Background: Diffuse bone-marrow metastasis of high-grade glioma associated with hematological abnormalities is extremely rare.
Case description: A 32-year-old man was referred and admitted to our hospital for treatment of three remote recurrent brain lesions. He had been treated at the referring hospital for a primary brain tumor in the right frontal lobe. One of the recurrent lesions was resected and diagnosed as a grade 4 isocitrate dehydrogenase (IDH)-mutant astrocytoma. Stereotactic radiation therapy (SRT) was performed on all three lesions. During this hospitalization, a lumbar spine magnetic resonance imaging (MRI) showed signal changes in the first and fourth vertebral bodies, suggesting lumbar metastasis.

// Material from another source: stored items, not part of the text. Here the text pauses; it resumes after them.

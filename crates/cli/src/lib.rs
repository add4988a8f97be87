pub mod commands;

use std::env;
use std::path::PathBuf;
use std::process::ExitCode;

use clap::{Parser, Subcommand};
use katalog_core::config::{AppConfig, ConfigOverrides, LoadOptions, LogFormat};
use tracing_subscriber::EnvFilter;

#[derive(Debug, Parser)]
#[command(
    name = "katalog",
    about = "Product catalog search CLI",
    long_about = "Search a product catalog by keyword, by structured criteria, or with a free-text \
                  shopper question. Every command prints one JSON object on stdout; logs go to \
                  stderr.",
    after_help = "Examples:\n  katalog search samsung\n  katalog ask hp murah\n  \
                  katalog smart-search --category laptop --max-price 20000000"
)]
pub struct Cli {
    #[arg(long, global = true, help = "Config file path (default: katalog.toml)")]
    config: Option<PathBuf>,
    #[arg(long, global = true, help = "JSON catalog file, overrides the configured catalog.path")]
    catalog: Option<PathBuf>,
    #[arg(long, global = true, help = "Log level override (trace|debug|info|warn|error)")]
    log_level: Option<String>,
    #[command(subcommand)]
    command: Command,
}

#[derive(Debug, Subcommand)]
enum Command {
    #[command(about = "Rank products matching a keyword across every searchable field")]
    Search {
        keyword: String,
        #[arg(long, allow_negative_numbers = true, help = "Maximum results; 0 or less is empty")]
        limit: Option<i64>,
    },
    #[command(about = "Run the staged fallback search on explicit criteria")]
    SmartSearch {
        #[arg(long)]
        keyword: Option<String>,
        #[arg(long)]
        category: Option<String>,
        #[arg(long, help = "Price ceiling in whole rupiah")]
        max_price: Option<u64>,
        #[arg(long, allow_negative_numbers = true, help = "Maximum results; 0 or less is empty")]
        limit: Option<i64>,
    },
    #[command(about = "Answer a free-text shopper question")]
    Ask {
        #[arg(required = true, num_args = 1..)]
        question: Vec<String>,
        #[arg(long, allow_negative_numbers = true, help = "Maximum results; 0 or less is empty")]
        limit: Option<i64>,
    },
    #[command(about = "List distinct catalog categories")]
    Categories,
    #[command(about = "List distinct catalog brands")]
    Brands,
    #[command(about = "Inspect effective configuration values with source attribution")]
    Config,
}

impl Cli {
    fn load_options(&self) -> LoadOptions {
        LoadOptions {
            config_path: self.config.clone(),
            require_file: self.config.is_some(),
            overrides: ConfigOverrides {
                catalog_path: self.catalog.clone(),
                log_level: self.log_level.clone(),
                log_format: None,
            },
        }
    }
}

pub fn run() -> ExitCode {
    let cli = Cli::parse();
    let options = cli.load_options();
    init_logging(&options);

    let result = match cli.command {
        Command::Search { keyword, limit } => commands::search::run(&options, &keyword, limit),
        Command::SmartSearch { keyword, category, max_price, limit } => {
            commands::search::run_smart(
                &options,
                commands::search::SmartSearchArgs { keyword, category, max_price, limit },
            )
        }
        Command::Ask { question, limit } => {
            commands::ask::run(&options, &question.join(" "), limit)
        }
        Command::Categories => commands::catalog::categories(&options),
        Command::Brands => commands::catalog::brands(&options),
        Command::Config => commands::config::run(&options),
    };

    println!("{}", result.output);
    ExitCode::from(result.exit_code)
}

/// Installs the stderr subscriber. A broken config still gets default logging;
/// the command itself reports the config error.
fn init_logging(options: &LoadOptions) {
    let logging = AppConfig::load(options.clone())
        .map(|config| config.logging)
        .unwrap_or_else(|_| AppConfig::default().logging);
    let filter = log_filter(&logging.level, env::var("RUST_LOG").ok().as_deref());

    let builder = tracing_subscriber::fmt()
        .with_writer(std::io::stderr)
        .with_target(false)
        .with_env_filter(filter);

    let installed = match logging.format {
        LogFormat::Compact => builder.compact().try_init(),
        LogFormat::Pretty => builder.pretty().try_init(),
        LogFormat::Json => builder.json().try_init(),
    };
    if installed.is_err() {
        eprintln!("katalog: a tracing subscriber was already installed");
    }
}

/// Non-blank, parseable `RUST_LOG` directives win over the configured level.
fn log_filter(level: &str, rust_log: Option<&str>) -> EnvFilter {
    rust_log
        .filter(|directives| !directives.trim().is_empty())
        .and_then(|directives| EnvFilter::try_new(directives).ok())
        .unwrap_or_else(|| EnvFilter::new(level))
}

In addition, blood tests showed a gradual increase in the lactate dehydrogenase (LDH) level. Three months later, the patient was referred to our hospital again for palliative SRT of metastatic lumbar vertebral lesions invading the psoas major muscles. Laboratory data showed pancytopenia and a marked increase in the LDH level. A lumbar spine MRI showed signal changes in all lumbar and sacral vertebrae. To rule out hematological malignancy, biopsies of the psoas major and iliac bone marrow were performed. They showed invasion of grade 4 astrocytoma cells in both areas, leading to a diagnosis of diffuse bone-marrow metastasis. The patient died 12 days after the second admission.
Conclusion: We present a rare case of diffuse bone-marrow metastasis of grade 4 IDH-mutant astrocytoma associated with hematological abnormalities. Progressive LDH elevation might predict diffuse bone-marrow metastasis in patients with high-grade glioma.